Bry believes that there are a ton of factors contributing to the way that we, as a society, view mom bods and dad bods, although she named deeply rooted misogyny as one of the main culprits.
“Thinking back on [typical] male and female roles [in society], men have been viewed as the provider for so long, and there was a time when women didn’t have a choice but to keep their male partner happy in order to maintain financial stability and social acceptance,” she explained. “A woman’s role was to keep [her man] pleased and to look amazing — not just for him, but to represent him well to the rest of the world. I believe that [this issue] originated in those old standards … when men didn’t have the pressure to have to look good, but keeping up her physical appearance was a large part of a woman’s role.”
“While we have come a long way in terms of equality, we of course still have a ways to go,” she added.
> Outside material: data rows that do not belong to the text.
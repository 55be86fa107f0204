//! Task orchestration
//!
//! `create` validates, prices, persists and reserves. `create_and_run` then
//! spawns the settlement continuation (`run`, then confirm or cancel the
//! reservation) and hands back its `JoinHandle`, so settlement failures are
//! observable instead of only logged. Results arrive through
//! `ingest_webhook`, either from provider callbacks, from `recall`, or inline
//! from providers that answer synchronously.

use std::collections::HashSet;
use std::sync::Arc;
use std::time::Duration as StdDuration;

use aigc_billing::{BillingError, CreditLedger, CreditTransaction};
use aigc_shared::{MediaKind, TaskStatus};
use serde_json::Value;
use time::{Duration, OffsetDateTime};
use tokio::task::JoinHandle;
use tokio_retry::strategy::{jitter, ExponentialBackoff};
use tokio_retry::RetryIf;
use uuid::Uuid;

use crate::aggregator::StatusAggregator;
use crate::collaborators::{
    AccountResolver, Catalogs, MediaPostProcessor, PassthroughPostProcessor, SubTaskPlan,
};
use crate::error::{ProviderError, TaskError, TaskResult};
use crate::model::{
    CreateTaskParams, RecallState, SubTask, SubTaskRecall, SubTaskRequest, SubTaskResponse, Task,
    TaskRecallResult, TaskResponse,
};
use crate::params;
use crate::providers::{ProviderRegistry, ProviderResult, RecallContext, RecallOutcome, SubmitContext};
use crate::store::TaskStore;
use crate::webhook::WebhookSigner;

/// Backoff for ledger settlement calls that hit a transient database error
fn settlement_backoff() -> impl Iterator<Item = StdDuration> {
    ExponentialBackoff::from_millis(10)
        .max_delay(StdDuration::from_secs(2))
        .map(jitter)
        .take(4)
}

/// How the credit hold of a launched task was settled
#[derive(Debug, Clone, PartialEq, Eq)]
pub enum Settlement {
    /// Every subtask was submitted; the reservation became a deduction
    Confirmed { transaction_id: Uuid },
    /// Submission stopped early; the reservation was released
    Cancelled { transaction_id: Uuid, reason: String },
    /// Zero-credit task, nothing was reserved
    NotCharged,
}

/// A created task and its running settlement continuation
#[derive(Debug)]
pub struct TaskLaunch {
    pub task: Task,
    pub settlement: JoinHandle<TaskResult<Settlement>>,
}

/// Effect of a webhook or recalled payload on its subtask
#[derive(Debug, Clone, Copy, PartialEq, Eq)]
pub enum IngestOutcome {
    Applied {
        sub_task_status: TaskStatus,
        task_status: TaskStatus,
    },
    /// The subtask had already completed; nothing changed
    AlreadyCompleted,
}

#[derive(Clone)]
pub struct TaskOrchestrator {
    store: Arc<dyn TaskStore>,
    ledger: Arc<dyn CreditLedger>,
    providers: ProviderRegistry,
    catalogs: Catalogs,
    accounts: Arc<dyn AccountResolver>,
    post_processor: Arc<dyn MediaPostProcessor>,
    signer: WebhookSigner,
    aggregator: StatusAggregator,
}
In an interview with Women’s Health, Jennifer Wolkin, Ph.D., a psychologist at the Joan H. Tisch Center for Women’s Health at NYU Langone Medical Center, shared similar sentiments, saying, “when women see a man with a ‘dad bod,’ they think, ‘he’s a family man,’ ‘he’s a nurturer,’ ‘he’s putting his family before himself.’ But when men see a woman with a ‘mom bod,’ they think, ‘she’s lazy and still hasn’t lost the baby weight.'”
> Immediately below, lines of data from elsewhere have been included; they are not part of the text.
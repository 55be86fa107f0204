//! Postgres-backed credit ledger
//!
//! Each operation runs in one database transaction. Grant rows are re-read
//! with `FOR UPDATE` immediately before their deltas are computed, and the
//! grant invariants are checked in Rust before any write (and again by the
//! table's CHECK constraints).

use async_trait::async_trait;
use sqlx::{PgPool, Postgres, Transaction};
use time::OffsetDateTime;
use uuid::Uuid;

use crate::allocation::{self, GrantSet};
use crate::error::{BillingError, BillingResult};
use crate::grant::{CreditAccount, CreditGrant};
use crate::ledger::CreditLedger;
use crate::refund::{self, RefundReceipt};
use crate::transaction::{CreditTransaction, CreditTransactionDetail, CreditTransactionRow};

const GRANT_COLUMNS: &str = r#"
    g.id, g.billing_user_id, g.subscription_id, g.purchase_id,
    COALESCE(s.team_id, p.team_id) AS team_id,
    g.amount, g.remaining_amount, g.reserved_amount, g.used_amount, g.available_amount,
    g.valid_from, g.valid_until, g.created_at, g.updated_at
"#;

const GRANT_JOINS: &str = r#"
    FROM credit_grants g
    LEFT JOIN subscriptions s ON s.id = g.subscription_id
    LEFT JOIN purchases p ON p.id = g.purchase_id
"#;

const TRANSACTION_COLUMNS: &str = r#"
    id, billing_user_id, type, status, total_amount, refund_amount, expire_at,
    metadata, confirmed_at, cancelled_at, created_at
"#;

/// Ledger stored in the `credit_*` tables
#[derive(Clone)]
pub struct PgCreditLedger {
    pool: PgPool,
}

impl PgCreditLedger {
    pub fn new(pool: PgPool) -> Self {
        Self { pool }
    }

    async fn lock_eligible_grants(
        tx: &mut Transaction<'_, Postgres>,
        account: &CreditAccount,
        now: OffsetDateTime,
    ) -> BillingResult<Vec<CreditGrant>> {
        let sql = format!(
            r#"
            SELECT {GRANT_COLUMNS}
            {GRANT_JOINS}
            WHERE (g.billing_user_id = $1
                   OR ($2::uuid IS NOT NULL AND COALESCE(s.team_id, p.team_id) = $2))
              AND g.available_amount > 0
              AND g.valid_from <= $3
              AND (g.valid_until IS NULL OR g.valid_until >= $3)
            ORDER BY g.valid_until ASC NULLS LAST, g.created_at ASC, g.id ASC
            FOR UPDATE OF g
            "#
        );

        let grants = sqlx::query_as::<_, CreditGrant>(&sql)
            .bind(account.billing_user_id)
            .bind(account.team_id)
            .bind(now)
            .fetch_all(&mut **tx)
            .await?;

        Ok(grants)
    }

    async fn lock_grants(
        tx: &mut Transaction<'_, Postgres>,
        details: &[CreditTransactionDetail],
    ) -> BillingResult<GrantSet> {
        let mut ids: Vec<Uuid> = details.iter().map(|d| d.grant_id).collect();
        ids.sort();
        ids.dedup();

        let sql = format!(
            r#"
            SELECT {GRANT_COLUMNS}
            {GRANT_JOINS}
            WHERE g.id = ANY($1)
            ORDER BY g.id
            FOR UPDATE OF g
            "#
        );

        let grants = sqlx::query_as::<_, CreditGrant>(&sql)
            .bind(&ids)
            .fetch_all(&mut **tx)
            .await?;

        Ok(grants.into_iter().map(|g| (g.id, g)).collect())
    }

    async fn lock_transaction(
        tx: &mut Transaction<'_, Postgres>,
        transaction_id: Uuid,
    ) -> BillingResult<CreditTransaction> {
        let sql = format!(
            "SELECT {TRANSACTION_COLUMNS} FROM credit_transactions WHERE id = $1 FOR UPDATE"
        );

        let row = sqlx::query_as::<_, CreditTransactionRow>(&sql)
            .bind(transaction_id)
            .fetch_optional(&mut **tx)
            .await?
            .ok_or(BillingError::TransactionNotFound(transaction_id))?;

        row.try_into()
    }

    async fn load_details(
        tx: &mut Transaction<'_, Postgres>,
        transaction_id: Uuid,
    ) -> BillingResult<Vec<CreditTransactionDetail>> {
        let details = sqlx::query_as::<_, CreditTransactionDetail>(
            r#"
            SELECT id, transaction_id, grant_id, amount, balance_after, created_at
            FROM credit_transaction_details
            WHERE transaction_id = $1
            ORDER BY created_at, id
            "#,
        )
        .bind(transaction_id)
        .fetch_all(&mut **tx)
        .await?;

        Ok(details)
    }

    async fn write_grant(
        tx: &mut Transaction<'_, Postgres>,
        grant: &CreditGrant,
    ) -> BillingResult<()> {
        grant.verify()?;

        sqlx::query(
            r#"
            UPDATE credit_grants
            SET remaining_amount = $2,
                reserved_amount = $3,
                used_amount = $4,
                available_amount = $5,
                updated_at = $6
            WHERE id = $1
            "#,
        )
        .bind(grant.id)
        .bind(grant.remaining_amount)
        .bind(grant.reserved_amount)
        .bind(grant.used_amount)
        .bind(grant.available_amount)
        .bind(grant.updated_at)
        .execute(&mut **tx)
        .await?;

        Ok(())
    }

    async fn insert_details(
        tx: &mut Transaction<'_, Postgres>,
        details: &[CreditTransactionDetail],
    ) -> BillingResult<()> {
        for detail in details {
            sqlx::query(
                r#"
                INSERT INTO credit_transaction_details
                    (id, transaction_id, grant_id, amount, balance_after, created_at)
                VALUES ($1, $2, $3, $4, $5, $6)
                "#,
            )
            .bind(detail.id)
            .bind(detail.transaction_id)
            .bind(detail.grant_id)
            .bind(detail.amount)
            .bind(detail.balance_after)
            .bind(detail.created_at)
            .execute(&mut **tx)
            .await?;
        }
        Ok(())
    }

    async fn write_transaction(
        tx: &mut Transaction<'_, Postgres>,
        transaction: &CreditTransaction,
    ) -> BillingResult<()> {
        sqlx::query(
            r#"
            UPDATE credit_transactions
            SET type = $2,
                status = $3,
                refund_amount = $4,
                expire_at = $5,
                metadata = $6,
                confirmed_at = $7,
                cancelled_at = $8
            WHERE id = $1
            "#,
        )
        .bind(transaction.id)
        .bind(transaction.transaction_type.as_str())
        .bind(transaction.status.as_str())
        .bind(transaction.refund_amount)
        .bind(transaction.expire_at)
        .bind(sqlx::types::Json(&transaction.metadata))
        .bind(transaction.confirmed_at)
        .bind(transaction.cancelled_at)
        .execute(&mut **tx)
        .await?;

        Ok(())
    }

    /// Confirm or cancel a reservation inside one database transaction
    async fn settle(
        &self,
        transaction_id: Uuid,
        confirm: bool,
        cancel_reason: Option<&str>,
    ) -> BillingResult<()> {
        let now = OffsetDateTime::now_utc();
        let mut tx = self.pool.begin().await?;

        let mut transaction = Self::lock_transaction(&mut tx, transaction_id).await?;
        let details = Self::load_details(&mut tx, transaction_id).await?;
        let mut grants = Self::lock_grants(&mut tx, &details).await?;

        if confirm {
            allocation::confirm(&mut transaction, &details, &mut grants, now)?;
        } else {
            allocation::cancel(&mut transaction, &details, &mut grants, now, cancel_reason)?;
        }

        for grant in grants.values() {
            Self::write_grant(&mut tx, grant).await?;
        }
        Self::write_transaction(&mut tx, &transaction).await?;

        tx.commit().await?;
        Ok(())
    }
}

#[async_trait]
impl CreditLedger for PgCreditLedger {
    #[tracing::instrument(skip(self), fields(billing_user_id = %account.billing_user_id))]
    async fn reserve(
        &self,
        account: &CreditAccount,
        amount: i64,
        task_id: Option<Uuid>,
    ) -> BillingResult<CreditTransaction> {
        let now = OffsetDateTime::now_utc();
        let mut tx = self.pool.begin().await?;

        let mut grants = Self::lock_eligible_grants(&mut tx, account, now).await?;
        // Dropping `tx` on error rolls back; nothing has been written yet
        let reservation = allocation::reserve(&mut grants, account, amount, task_id, now)?;

        for grant in grants
            .iter()
            .filter(|g| reservation.details.iter().any(|d| d.grant_id == g.id))
        {
            Self::write_grant(&mut tx, grant).await?;
        }

        let transaction = &reservation.transaction;
        sqlx::query(
            r#"
            INSERT INTO credit_transactions
                (id, billing_user_id, type, status, total_amount, refund_amount,
                 expire_at, metadata, created_at)
            VALUES ($1, $2, $3, $4, $5, $6, $7, $8, $9)
            "#,
        )
        .bind(transaction.id)
        .bind(transaction.billing_user_id)
        .bind(transaction.transaction_type.as_str())
        .bind(transaction.status.as_str())
        .bind(transaction.total_amount)
        .bind(transaction.refund_amount)
        .bind(transaction.expire_at)
        .bind(sqlx::types::Json(&transaction.metadata))
        .bind(transaction.created_at)
        .execute(&mut *tx)
        .await?;

        Self::insert_details(&mut tx, &reservation.details).await?;
        tx.commit().await?;

        tracing::info!(
            transaction_id = %transaction.id,
            amount = amount,
            grants = reservation.details.len(),
            "Reserved credits"
        );

        Ok(reservation.transaction)
    }

    #[tracing::instrument(skip(self))]
    async fn confirm(&self, transaction_id: Uuid) -> BillingResult<()> {
        self.settle(transaction_id, true, None).await?;
        tracing::info!(transaction_id = %transaction_id, "Confirmed credit reservation");
        Ok(())
    }

    #[tracing::instrument(skip(self))]
    async fn cancel(&self, transaction_id: Uuid) -> BillingResult<()> {
        self.settle(transaction_id, false, None).await?;
        tracing::info!(transaction_id = %transaction_id, "Cancelled credit reservation");
        Ok(())
    }

    #[tracing::instrument(skip(self))]
    async fn refund(
        &self,
        transaction_id: Uuid,
        amount: i64,
        description: Option<&str>,
    ) -> BillingResult<RefundReceipt> {
        let now = OffsetDateTime::now_utc();
        let mut tx = self.pool.begin().await?;

        let mut transaction = Self::lock_transaction(&mut tx, transaction_id).await?;
        let details = Self::load_details(&mut tx, transaction_id).await?;
        let mut grants = Self::lock_grants(&mut tx, &details).await?;

        let entries = refund::refund(
            &mut transaction,
            &details,
            &mut grants,
            amount,
            description,
            now,
        )?;

        for movement in &entries.receipt.allocations {
            let grant = grants
                .get(&movement.grant_id)
                .ok_or_else(|| allocation::missing_grant(transaction_id, movement.grant_id))?;
            Self::write_grant(&mut tx, grant).await?;
        }
        Self::insert_details(&mut tx, &entries.details).await?;
        Self::write_transaction(&mut tx, &transaction).await?;

        if let Some((task_id, actual_credits)) = entries.receipt.task_actual_credits {
            sqlx::query("UPDATE tasks SET actual_credits = $2, updated_at = $3 WHERE id = $1")
                .bind(task_id)
                .bind(actual_credits)
                .bind(now)
                .execute(&mut *tx)
                .await?;
        }

        tx.commit().await?;

        tracing::info!(
            transaction_id = %transaction_id,
            refunded = amount,
            total_refunded = transaction.refund_amount,
            "Refunded credits"
        );

        Ok(entries.receipt)
    }

    async fn find_task_deduction(&self, task_id: Uuid) -> BillingResult<Option<CreditTransaction>> {
        let sql = format!(
            r#"
            SELECT {TRANSACTION_COLUMNS}
            FROM credit_transactions
            WHERE metadata->>'taskId' = $1
              AND type = 'DEDUCT'
              AND status = 'CONFIRMED'
            ORDER BY created_at DESC
            LIMIT 1
            "#
        );

        let row = sqlx::query_as::<_, CreditTransactionRow>(&sql)
            .bind(task_id.to_string())
            .fetch_optional(&self.pool)
            .await?;

        row.map(CreditTransaction::try_from).transpose()
    }

    async fn available_balance(&self, account: &CreditAccount) -> BillingResult<i64> {
        let sql = format!(
            r#"
            SELECT COALESCE(SUM(g.available_amount), 0)::BIGINT
            {GRANT_JOINS}
            WHERE (g.billing_user_id = $1
                   OR ($2::uuid IS NOT NULL AND COALESCE(s.team_id, p.team_id) = $2))
              AND g.available_amount > 0
              AND g.valid_from <= NOW()
              AND (g.valid_until IS NULL OR g.valid_until >= NOW())
            "#
        );

        let (balance,): (i64,) = sqlx::query_as(&sql)
            .bind(account.billing_user_id)
            .bind(account.team_id)
            .fetch_one(&self.pool)
            .await?;

        Ok(balance)
    }

    async fn cancel_expired_reservations(&self, now: OffsetDateTime) -> BillingResult<Vec<Uuid>> {
        let candidates: Vec<(Uuid,)> = sqlx::query_as(
            r#"
            SELECT id FROM credit_transactions
            WHERE type = 'RESERVE' AND status = 'PENDING' AND expire_at < $1
            ORDER BY expire_at
            "#,
        )
        .bind(now)
        .fetch_all(&self.pool)
        .await?;

        let mut cancelled = Vec::with_capacity(candidates.len());
        for (id,) in candidates {
            match self.settle(id, false, Some("expired")).await {
                Ok(()) => {
                    tracing::info!(transaction_id = %id, "Cancelled expired credit reservation");
                    cancelled.push(id);
                }
                // Settled by its task between the scan and the lock
                Err(BillingError::InvalidTransactionState { .. }) => {}
                Err(e) => return Err(e),
            }
        }

        Ok(cancelled)
    }
}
Wolkin explains that this type of judgment would have probably made sense in our “caveman days,” when physical appearance was the only way to gauge a woman’s health and how suitable of a child-rearing partner she would be. After all, the future of humankind depended on the ability to reproduce. Obviously, we now know that body type is not the sole predictor of being a successful mother, and humankind is far from in danger of going extinct. But the double standard seems to have stuck around.
Women aren’t completely free from blame here, either, as a large portion of the population upholding these deeply ingrained toxic ideals is female-identifying.
As Leslie Heinberg, Ph.D., director of behavioral services for the Cleveland Clinic’s Bariatric and Metabolic Institute, explained to Women’s Health, “women striving for thinness isn’t solely about appealing to the opposite sex … sometimes, it’s about meeting other women’s body image ideals.”
So, how can we work as a society to correct this issue in order to be able to celebrate mom bods — which, literally speaking, are the more “earned” of the two physiques — the same way we praise dad bods?
“The best way to do this is to not only bring these issues to light, but to change the conversation,” Bry believes. “No matter how uncomfortable it is. No matter how much backlash you receive. Do not let anyone silence you on this issue or gaslight you into thinking you are being oversensitive about it.”
“When you see content on any platform that celebrates women’s bodies and advocates for erasing these double standards, interact with it so it can reach more people,” she continued. “Always keep the conversation going and don’t stop until real change happens. Instill these values into your children and raise the next generation to erase the double standards. And, very importantly, take every chance you can to lift other women up. Your kindness will go further than you know and start a chain reaction of others doing it, too.”
Bry says this is particularly important to her as the mother of a young girl, who she hopes to raise to love herself and her body despite any double standards or hateful comments she may be exposed to.
“I owe much of who I am to [my daughter] because she has been my motivation to be the best woman and mother I can be as I set the example for her,” she said.